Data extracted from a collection
________
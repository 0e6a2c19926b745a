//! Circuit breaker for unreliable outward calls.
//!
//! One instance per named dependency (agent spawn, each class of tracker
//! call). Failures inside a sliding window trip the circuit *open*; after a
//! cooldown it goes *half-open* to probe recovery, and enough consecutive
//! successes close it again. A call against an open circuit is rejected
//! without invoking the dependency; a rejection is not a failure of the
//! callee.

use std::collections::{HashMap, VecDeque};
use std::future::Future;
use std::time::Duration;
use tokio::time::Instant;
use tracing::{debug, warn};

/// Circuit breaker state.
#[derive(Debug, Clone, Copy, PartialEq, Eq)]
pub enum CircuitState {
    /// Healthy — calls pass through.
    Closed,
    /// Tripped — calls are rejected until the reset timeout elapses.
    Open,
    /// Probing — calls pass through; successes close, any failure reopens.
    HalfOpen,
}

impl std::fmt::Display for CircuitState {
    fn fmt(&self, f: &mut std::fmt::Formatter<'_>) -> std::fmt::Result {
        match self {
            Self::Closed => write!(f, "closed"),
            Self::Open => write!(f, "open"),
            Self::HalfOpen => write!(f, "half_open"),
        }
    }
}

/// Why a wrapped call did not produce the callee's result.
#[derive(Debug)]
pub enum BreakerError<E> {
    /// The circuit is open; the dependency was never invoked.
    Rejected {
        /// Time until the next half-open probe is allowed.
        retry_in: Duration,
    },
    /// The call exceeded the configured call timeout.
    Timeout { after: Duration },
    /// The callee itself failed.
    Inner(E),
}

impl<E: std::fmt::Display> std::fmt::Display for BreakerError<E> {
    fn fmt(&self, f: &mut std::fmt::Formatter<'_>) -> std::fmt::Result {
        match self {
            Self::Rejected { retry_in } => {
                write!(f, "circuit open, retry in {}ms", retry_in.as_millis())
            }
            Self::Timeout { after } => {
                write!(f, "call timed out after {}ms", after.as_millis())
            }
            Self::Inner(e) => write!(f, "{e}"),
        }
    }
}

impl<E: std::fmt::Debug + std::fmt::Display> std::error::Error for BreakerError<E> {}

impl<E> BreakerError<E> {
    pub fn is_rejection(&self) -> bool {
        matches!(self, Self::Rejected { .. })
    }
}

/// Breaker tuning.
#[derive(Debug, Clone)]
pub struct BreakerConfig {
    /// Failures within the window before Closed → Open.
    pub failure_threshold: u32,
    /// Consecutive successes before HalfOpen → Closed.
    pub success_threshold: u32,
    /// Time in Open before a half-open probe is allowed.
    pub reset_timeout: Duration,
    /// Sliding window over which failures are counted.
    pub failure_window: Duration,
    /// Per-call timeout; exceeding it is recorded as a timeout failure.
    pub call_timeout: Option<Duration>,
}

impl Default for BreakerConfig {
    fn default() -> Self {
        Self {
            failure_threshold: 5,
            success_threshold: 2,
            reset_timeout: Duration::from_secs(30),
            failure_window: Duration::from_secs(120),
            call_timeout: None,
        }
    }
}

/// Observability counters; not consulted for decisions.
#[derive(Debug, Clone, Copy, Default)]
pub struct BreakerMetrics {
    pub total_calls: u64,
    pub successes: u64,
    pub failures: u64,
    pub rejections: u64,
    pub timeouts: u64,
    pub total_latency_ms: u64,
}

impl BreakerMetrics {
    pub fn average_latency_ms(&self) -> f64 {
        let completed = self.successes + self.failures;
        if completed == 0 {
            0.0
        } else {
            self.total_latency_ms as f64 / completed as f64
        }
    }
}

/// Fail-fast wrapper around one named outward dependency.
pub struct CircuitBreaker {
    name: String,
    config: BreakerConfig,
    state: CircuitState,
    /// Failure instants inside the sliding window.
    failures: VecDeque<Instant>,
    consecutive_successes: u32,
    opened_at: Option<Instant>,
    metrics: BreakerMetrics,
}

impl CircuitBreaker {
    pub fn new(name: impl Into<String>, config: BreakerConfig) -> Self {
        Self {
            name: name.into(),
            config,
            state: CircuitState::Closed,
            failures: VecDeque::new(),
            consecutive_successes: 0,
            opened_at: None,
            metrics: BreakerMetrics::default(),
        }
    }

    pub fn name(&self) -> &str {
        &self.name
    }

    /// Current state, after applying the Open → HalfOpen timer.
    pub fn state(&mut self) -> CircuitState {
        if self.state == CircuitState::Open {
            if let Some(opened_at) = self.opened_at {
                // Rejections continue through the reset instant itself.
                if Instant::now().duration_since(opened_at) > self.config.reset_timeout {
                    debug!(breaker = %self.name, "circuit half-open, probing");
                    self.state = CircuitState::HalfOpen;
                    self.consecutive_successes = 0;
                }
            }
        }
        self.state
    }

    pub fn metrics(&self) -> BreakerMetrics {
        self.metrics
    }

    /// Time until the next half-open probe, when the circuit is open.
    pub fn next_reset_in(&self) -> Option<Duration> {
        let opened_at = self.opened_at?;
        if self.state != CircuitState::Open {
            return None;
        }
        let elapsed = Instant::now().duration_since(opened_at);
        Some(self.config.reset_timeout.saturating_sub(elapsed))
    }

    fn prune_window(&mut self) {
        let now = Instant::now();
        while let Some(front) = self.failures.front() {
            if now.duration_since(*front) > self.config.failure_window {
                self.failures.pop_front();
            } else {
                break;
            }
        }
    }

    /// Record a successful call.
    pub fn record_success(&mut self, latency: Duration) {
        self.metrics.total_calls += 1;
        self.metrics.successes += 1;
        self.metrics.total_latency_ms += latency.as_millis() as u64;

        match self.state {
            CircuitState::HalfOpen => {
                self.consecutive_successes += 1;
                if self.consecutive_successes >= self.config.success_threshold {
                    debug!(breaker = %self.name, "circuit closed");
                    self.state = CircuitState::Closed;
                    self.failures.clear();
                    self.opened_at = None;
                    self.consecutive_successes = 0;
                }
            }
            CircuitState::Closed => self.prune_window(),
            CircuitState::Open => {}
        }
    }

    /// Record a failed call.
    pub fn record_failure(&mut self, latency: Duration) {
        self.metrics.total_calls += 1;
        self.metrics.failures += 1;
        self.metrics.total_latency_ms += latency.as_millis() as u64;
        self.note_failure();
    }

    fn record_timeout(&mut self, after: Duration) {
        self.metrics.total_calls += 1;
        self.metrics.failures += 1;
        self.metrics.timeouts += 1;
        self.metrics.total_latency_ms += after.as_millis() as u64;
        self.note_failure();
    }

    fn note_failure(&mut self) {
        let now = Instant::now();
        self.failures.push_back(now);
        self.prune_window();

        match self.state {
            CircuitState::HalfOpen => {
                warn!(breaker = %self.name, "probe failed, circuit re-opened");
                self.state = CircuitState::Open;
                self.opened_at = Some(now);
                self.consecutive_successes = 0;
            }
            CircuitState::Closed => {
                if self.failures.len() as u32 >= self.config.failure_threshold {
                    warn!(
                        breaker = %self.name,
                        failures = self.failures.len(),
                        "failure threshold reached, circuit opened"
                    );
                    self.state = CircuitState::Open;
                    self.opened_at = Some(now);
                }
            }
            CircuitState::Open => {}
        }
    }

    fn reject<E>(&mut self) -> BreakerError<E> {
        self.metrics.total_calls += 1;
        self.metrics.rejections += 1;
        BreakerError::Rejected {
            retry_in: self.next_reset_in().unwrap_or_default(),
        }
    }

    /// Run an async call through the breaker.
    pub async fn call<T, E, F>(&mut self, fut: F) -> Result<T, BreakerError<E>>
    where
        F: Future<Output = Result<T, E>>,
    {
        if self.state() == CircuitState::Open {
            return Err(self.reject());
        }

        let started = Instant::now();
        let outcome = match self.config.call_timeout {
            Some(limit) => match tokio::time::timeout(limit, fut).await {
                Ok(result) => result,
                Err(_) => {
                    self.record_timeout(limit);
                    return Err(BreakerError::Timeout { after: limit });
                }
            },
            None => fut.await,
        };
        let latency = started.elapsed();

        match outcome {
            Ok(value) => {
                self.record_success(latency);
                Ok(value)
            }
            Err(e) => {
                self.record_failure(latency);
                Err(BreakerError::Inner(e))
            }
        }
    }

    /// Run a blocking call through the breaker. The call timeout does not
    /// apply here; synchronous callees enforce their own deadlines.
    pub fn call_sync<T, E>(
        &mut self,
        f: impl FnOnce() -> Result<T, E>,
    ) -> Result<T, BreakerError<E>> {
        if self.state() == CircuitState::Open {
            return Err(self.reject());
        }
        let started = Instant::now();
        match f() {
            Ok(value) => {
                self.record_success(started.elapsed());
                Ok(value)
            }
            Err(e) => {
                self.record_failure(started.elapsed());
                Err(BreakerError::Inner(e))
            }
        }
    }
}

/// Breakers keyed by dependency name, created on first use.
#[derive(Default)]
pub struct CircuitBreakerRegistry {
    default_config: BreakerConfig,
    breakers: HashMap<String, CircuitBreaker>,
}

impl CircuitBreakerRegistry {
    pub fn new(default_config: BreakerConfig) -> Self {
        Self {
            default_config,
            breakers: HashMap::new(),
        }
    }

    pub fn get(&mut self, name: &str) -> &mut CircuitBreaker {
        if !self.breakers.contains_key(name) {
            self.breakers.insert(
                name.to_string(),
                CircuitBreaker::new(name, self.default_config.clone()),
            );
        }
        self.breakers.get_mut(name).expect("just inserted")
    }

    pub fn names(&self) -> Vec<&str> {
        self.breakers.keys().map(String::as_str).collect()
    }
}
________
### PROBLEM TO WORK ON
Scan the records above for the lines holding "if self.consecutive_successes >= self.config.success_threshold" and "self.failures.clear();". Transcribe those two and every line between them word for word, and no others.

### YOUR RESPONSE
                if self.consecutive_successes >= self.config.success_threshold {
                    debug!(breaker = %self.name, "circuit closed");
                    self.state = CircuitState::Closed;
                    self.failures.clear();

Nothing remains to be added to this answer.